D-Link has managed to eliminate critical vulnerabilities in three popular models of wireless routers, preventing potential remote attackers from executing arbitrary code or accessing devices through built-in accounting data.
The affected models, which are popular among users interested in high-end Wi-Fi 6 routers (DIR-X) and MESH net (COVR) systems, were at risk. The vulnerabilities impacted the COVR-X1870 versions up to V1.02, DIR-X4860 up to V1.04B04_HOT-FIX, and DIR-X5460 up to V1.11B01_HOT-FIX.
The company disclosed information regarding five vulnerabilities, three of which were rated as critical:
- CVE-2024-45694 (CVSS: 9.8): buffer overflow in a stack leading to remote code execution.
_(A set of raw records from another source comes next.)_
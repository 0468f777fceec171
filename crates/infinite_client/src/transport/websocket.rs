//! Websocket transport over tokio-tungstenite.

use super::codec::{EnginePacket, Handshake};
use super::{Link, PacketSink, PacketStream, endpoint};
use crate::config::TransportKind;
use crate::error::ClientError;
use futures::stream::{SplitSink, SplitStream};
use futures::{SinkExt, StreamExt};
use tokio::net::TcpStream;
use tokio_tungstenite::tungstenite::Message;
use tokio_tungstenite::{MaybeTlsStream, WebSocketStream};
use tracing::{debug, instrument};
use url::Url;

type Socket = WebSocketStream<MaybeTlsStream<TcpStream>>;

/// Connects and waits for the engine `open` packet.
#[instrument(fields(server = %server))]
pub(super) async fn open(server: &Url) -> Result<Link, ClientError> {
    let url = endpoint(server, TransportKind::Websocket, None)?;
    debug!(url = %url, "Opening websocket");
    let (socket, _response) = tokio_tungstenite::connect_async(url.as_str()).await?;
    let (write, mut read) = socket.split();

    let handshake = read_handshake(&mut read).await?;
    debug!(sid = %handshake.sid, "Websocket handshake complete");

    Ok(Link {
        kind: TransportKind::Websocket,
        handshake,
        sink: Box::new(WebsocketSink { write }),
        stream: Box::new(WebsocketStream { read }),
    })
}

async fn read_handshake(read: &mut SplitStream<Socket>) -> Result<Handshake, ClientError> {
    loop {
        match read.next().await {
            Some(Ok(Message::Text(text))) => match EnginePacket::decode(text.as_str())? {
                EnginePacket::Open(handshake) => return Ok(handshake),
                other => debug!(?other, "Ignoring packet before open"),
            },
            Some(Ok(Message::Close(_))) | None => {
                return Err(ClientError::transport("Websocket closed before handshake"));
            }
            Some(Ok(_)) => {}
            Some(Err(e)) => return Err(e.into()),
        }
    }
}

struct WebsocketSink {
    write: SplitSink<Socket, Message>,
}

#[async_trait::async_trait]
impl PacketSink for WebsocketSink {
    async fn send(&mut self, packets: Vec<EnginePacket>) -> Result<(), ClientError> {
        for packet in packets {
            self.write.send(Message::text(packet.encode())).await?;
        }
        Ok(())
    }

    async fn close(&mut self) {
        let _ = self.write.send(Message::Close(None)).await;
        let _ = self.write.close().await;
    }
}

struct WebsocketStream {
    read: SplitStream<Socket>,
}

#[async_trait::async_trait]
impl PacketStream for WebsocketStream {
    async fn next_batch(&mut self) -> Option<Result<Vec<EnginePacket>, ClientError>> {
        loop {
            match self.read.next().await? {
                Ok(Message::Text(text)) => {
                    return Some(EnginePacket::decode(text.as_str()).map(|packet| vec![packet]));
                }
                Ok(Message::Close(frame)) => {
                    debug!(?frame, "Websocket close frame");
                    return Some(Ok(vec![EnginePacket::Close]));
                }
                // Binary and control frames carry nothing for us.
                Ok(_) => {}
                Err(e) => return Some(Err(e.into())),
            }
        }
    }
}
- CVE-2024-45695 (CVSS: 9.8): similar buffer overflow issue allowing arbitrary code execution.
- CVE-2024-45696 (CVSS: 8.8): possible Telnet inclusion using built-in accounting data on the local network.
- CVE-2024-45697 (CVSS: 9.8): activation of Telnet service via WAN port for remote access.
- CVE-2024-45698 (CVSS: 8.8): inadequate input data verification in Telnet service enabling attackers
/Reports, release notes, official announcements.